Q3. More fun with Linux

Try these commands in Bash and interpret the results: cal, cal 2021, cal 9 1752 (anything unusual?), date, hostname, arch, uname -a, uptime, who am i, who, w, id, last | head, echo {con,pre}{sent,fer}{s,ed}, time sleep 5, history | tail.

solution:

cal

cal display the calender of current month.

cal 2021

cal 2021 display the calender of all month in 2021.

cal 9 1752

cal 9 1752 seems display a incomplete calender of September 1752. Reason: The Gregorian calendar reform was adopted by the Kingdom of Great Britain in September 1752. As a result, the September 1752 cal shows the adjusted days missing. [wiki]

date

date returns the date in the default system timezone.

hostname

hostname provides the name of the server.

arch

arch provides the computer architecture.

uname -a

uname -a prints the name, version and other details about the current machine and the operating system running on it.

uptime

uptime returns information about how long your system has been running together with the current time, number of users with running sessions, and the system load averages for the past 1, 5, and 15 minutes.

who am i

who am i displays the username of the current user when this command is invoked.

who

who displays account information: user login name, user’s terminal, time of login as well as the host the user is logged in from.

w

w displays information about currently logged in users and what each user is doing.

id

id print real and effective User ID (UID) and Group ID (GID).

last | head

last | head displays the first 10 users logged in and out since the file /var/log/wtmp was created.

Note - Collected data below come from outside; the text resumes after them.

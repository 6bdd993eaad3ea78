//! INI file configuration adapter.

use crate::domain::error::StockpickError;
use crate::ports::config_port::ConfigPort;
use configparser::ini::Ini;
use std::path::Path;

pub struct FileConfigAdapter {
    config: Ini,
}

impl FileConfigAdapter {
    pub fn from_file<P: AsRef<Path>>(path: P) -> Result<Self, StockpickError> {
        let path = path.as_ref();
        let mut config = Ini::new();
        config
            .load(path)
            .map_err(|reason| StockpickError::ConfigParse {
                file: path.display().to_string(),
                reason,
            })?;
        Ok(Self { config })
    }

    pub fn from_string(content: &str) -> Result<Self, StockpickError> {
        let mut config = Ini::new();
        config
            .read(content.to_string())
            .map_err(|reason| StockpickError::ConfigParse {
                file: "<inline>".to_string(),
                reason,
            })?;
        Ok(Self { config })
    }

    /// Empty configuration; every lookup falls back to its default.
    pub fn empty() -> Self {
        Self { config: Ini::new() }
    }

    fn parse_bool(value: &str) -> Option<bool> {
        match value.trim().to_lowercase().as_str() {
            "true" | "yes" | "on" | "1" => Some(true),
            "false" | "no" | "off" | "0" => Some(false),
            _ => None,
        }
    }
}

impl ConfigPort for FileConfigAdapter {
    fn get_string(&self, section: &str, key: &str) -> Option<String> {
        self.config
            .get(section, key)
            .filter(|v| !v.trim().is_empty())
    }

    fn get_int(&self, section: &str, key: &str, default: i64) -> i64 {
        self.config
            .getint(section, key)
            .ok()
            .flatten()
            .unwrap_or(default)
    }

    fn get_double(&self, section: &str, key: &str, default: f64) -> f64 {
        self.config
            .getfloat(section, key)
            .ok()
            .flatten()
            .unwrap_or(default)
    }

    fn get_bool(&self, section: &str, key: &str, default: bool) -> bool {
        self.config
            .get(section, key)
            .as_deref()
            .and_then(Self::parse_bool)
            .unwrap_or(default)
    }
}
//! Exponential Moving Average.
//!
//! Span-weighted mean with alpha = 2/(n+1). Each value is the weighted
//! mean of all closes so far, weights (1-alpha)^age normalised over the
//! history seen, so the first bar already has a value:
//!
//!   num[i] = C[i] + (1-alpha)*num[i-1]
//!   den[i] = 1    + (1-alpha)*den[i-1]
//!   EMA[i] = num[i] / den[i]

use crate::domain::indicator::{IndicatorPoint, IndicatorSeries, IndicatorType, IndicatorValue};
use crate::domain::ohlcv::OhlcvBar;

/// Span-weighted mean of `values`, one output per input.
pub fn ewm_mean(values: &[f64], span: usize) -> Vec<f64> {
    if span == 0 {
        return Vec::new();
    }
    let decay = 1.0 - 2.0 / (span as f64 + 1.0);
    let mut num = 0.0;
    let mut den = 0.0;
    values
        .iter()
        .map(|&x| {
            num = x + decay * num;
            den = 1.0 + decay * den;
            num / den
        })
        .collect()
}

pub fn calculate_ema(bars: &[OhlcvBar], period: usize) -> IndicatorSeries {
    let closes: Vec<f64> = bars.iter().map(|b| b.close).collect();
    let values = ewm_mean(&closes, period)
        .into_iter()
        .zip(bars)
        .map(|(ema, bar)| IndicatorPoint {
            date: bar.date,
            valid: true,
            value: IndicatorValue::Simple(ema),
        })
        .collect();

    IndicatorSeries {
        indicator_type: IndicatorType::Ema(period),
        values,
    }
}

echo {con,pre}{sent,fer}{s,ed}

echo {con,pre}{sent,fer}{s,ed} generates all the permutations possible of a set of elements ({con,pre}{sent,fer}{s,ed}) stored in a variable in groups of 2 elements.

time sleep 5

time sleep 5 pauses execution of shell scripts or commands for a 5-second period on a Linux

set -o history
echo "zza"
history | tail

history | tail shows 10 of the last commands that have been recently used.